Advising the use of a snow cave without the caveats
From BearWiki
Claim: Snow caves make poor, potentially dangerous shelters, and should only be used as a last resort.
Bear described spending a night in the snow cave as the worst night of his life.[1] If not done right, a snow cave has the potential to be the last night of a person's life as well.
Snow shelters have the following properties:
- A temperature of "around" zero degrees centigrade. Rise in temperature above this encourages melt, exposing fresh snow.
- A wall temperature of "around" zero degrees, for the same reason. All objects emit infrared and receive it from the objects around them; this is why standing near a fire makes your skin feel warm even when the air is cold. Infrared is the most significant heat loss mechanism when temperatures are low (and thus evaporation from the skin is insignificant)
- Vulnerability to collapse, especially if the temperatures outside are proportionally warm.
The last case is a particularly nasty one. A collapsed snow tunnel is like being buried under an avalanche. The deeper the shelter, the more severe your problems (inability to dig out, lack of oxygen, etc) if it collapses. A ceiling thickness of about 12" is optimal as far as safety is concerned.
Sometimes, digging a tunnel in the snow is your only option to escape from biting winds. In such a case, it is better than nothing. Make sure that it is no bigger than is needed, and that the entrance to the tunnel is lower than you are (to keep hot air trapped in, as it rises). The roof and walls should be smoothly sloped to channel melt away. However other shelters are much better: caves and cliff overhangs, natural pits under fallen trees, lean-tos, and so on. If there is any wood at all, a greatly improved snow shelter can be made by finding a depression in the snow, placing branches over it in a dome, and piling boughs and plant debris (or snow, if unavailable) atop them for insulation. This provides for a stable roof, provides extra insulation, and shields you from the ice on one side.
[edit] Analysis
Support: This is another alpine area where bear gets some terms correct, but absolutely blows the application. He may be a good rock climber, but he's not an experienced alpinist. In the Alps episode, he makes a shelf in the snow, not a snow cave. Even cheating and using his parachute as bedding for his sleep, I doubt he could have spent the night there without MAJOR frostbite. Having a depression in the snow for a cold sink is irrelevant since he's on a snow shelf, not in a snow CAVE. A snow CAVE can actually be a relatively warm affair, and can be around 32 F inside even if external temps are far lower. Digging a small hole in the cave is not a real cold sink; you either need to have an elevated sleeping platform OR tunnel up when digging out a snow cave for this to be effective. Some references for snow caves follow.[4][5][6]

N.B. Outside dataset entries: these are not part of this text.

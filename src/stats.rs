/// Snapshot of heap occupancy, produced by [`crate::Heap::info`] from a
/// single walk over the region list. The field set follows the classic
/// `mallinfo` shape so callers can report it alongside other allocators;
/// fields this allocator has no notion of stay zero.
#[derive(Clone, Copy, Debug, Default, PartialEq, Eq)]
pub struct HeapInfo {
    /// Bytes between the first region and the current break, headers
    /// included. Zero while the heap is empty.
    pub arena: usize,
    /// Number of free regions.
    pub ordblks: usize,
    /// Unused, always zero.
    pub smblks: usize,
    /// Unused, always zero.
    pub hblks: usize,
    /// Unused, always zero.
    pub hblkhd: usize,
    /// Unused, always zero.
    pub usmblks: usize,
    /// Unused, always zero.
    pub fsmblks: usize,
    /// Payload bytes currently handed out to callers.
    pub uordblks: usize,
    /// Payload capacity sitting in free regions.
    pub fordblks: usize,
    /// Unused, always zero.
    pub keepcost: usize,
}
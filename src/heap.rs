use std::{
    fmt,
    ptr::{self, NonNull},
};

#[cfg(all(unix, not(miri)))]
use crate::brk::SystemBreak;
use crate::{
    align::{align_up, align_up_to},
    brk::ProgramBreak,
    freelist::{
        big_enough_class, max_size_of_class, min_size_of_class, FreeLists, FreeNode,
        MAX_FREELIST_INDEX, MIN_FREELIST_INDEX, SPECULATIVE_FREELIST_TRIES,
    },
    region::{Region, ALIGNMENT, ALLOC_UNIT, MAX_REQUEST, METADATA_SIZE, MIN_REGION_SIZE},
    stats::HeapInfo,
    Pointer,
};

/// The allocator: one contiguous arena of regions over a break pointer.
///
/// This owns everything the engine needs, so separate heaps over
/// separate breaks never interfere:
///
/// ```text
///  first_region          last_region         brk.current()
///  v                     v                   v
/// +--------+--------+-----+--------+----------+
/// | region | region | ... | region | (unused) |
/// +--------+--------+-----+--------+----------+
///     ^         ^             ^
///     +---------+-- free ones also sit on free_lists, by size class
/// ```
///
/// All operations are defined for a single thread of execution and take
/// `&mut self`. Nothing here blocks, yields or calls out except to the
/// break primitive `B`.
pub struct Heap<B: ProgramBreak> {
    /// First region in address order, `None` iff the arena is empty.
    first_region: Pointer<Region>,
    /// Last region in address order. Append and extension happen here.
    last_region: Pointer<Region>,
    /// Segregated free lists over all free regions.
    free_lists: FreeLists,
    /// The break this heap grows through. Owned exclusively.
    brk: B,
}
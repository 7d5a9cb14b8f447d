pub mod client;

pub use client::{spawn_lobby_serializer, ws_handler};
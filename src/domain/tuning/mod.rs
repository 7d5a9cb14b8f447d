// Gameplay tuning: fixed numbers shared by the simulation systems.

pub mod projectile;
pub mod tank;
pub mod tier;

/// Edge length of one grid tile in world units.
pub const TILE_SIZE: f32 = 50.0;

/// Fixed simulation rate; every per-tick quantity below assumes it.
pub const TICKS_PER_SECOND: u32 = 60;

/// All gameplay tuning a lobby carries, bundled for injection.
#[derive(Debug, Clone, Copy, Default)]
pub struct GameTuning {
    pub tank: tank::TankTuning,
    pub laser: projectile::LaserTuning,
    pub drops: projectile::DropTuning,
}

Support: It's also worth noting the deception told by Bear in the same episode: he says it snowed that night he stayed in his shelter, but when he popped through the roof of his shelter, it was old snow that had gone through at least a few freeze/thaw cycles, and the surrounding area had no accumulation of new snow, including the nearby rocks that appeared exactly the same as they did the day before (assuming the scene was actually shot on a different day).
Oppose: What? Humid air feels colder? I come from the land of the ice and snow, and humid winter air is very pleasant and warm. Unfortunately when you're below freezing the humidity all disappears and air becomes bone dry, since moisture crystallizes out of the air. The whole assertion makes no sense.
- Support: Water is a far better conductor than air which, in fact, is a great insulator. The more water floating all around you (humidity) the faster the heat exchange. What you're experiencing with the humid and hot winds is just one of the many features of your local climate which has nothing to do with the topic.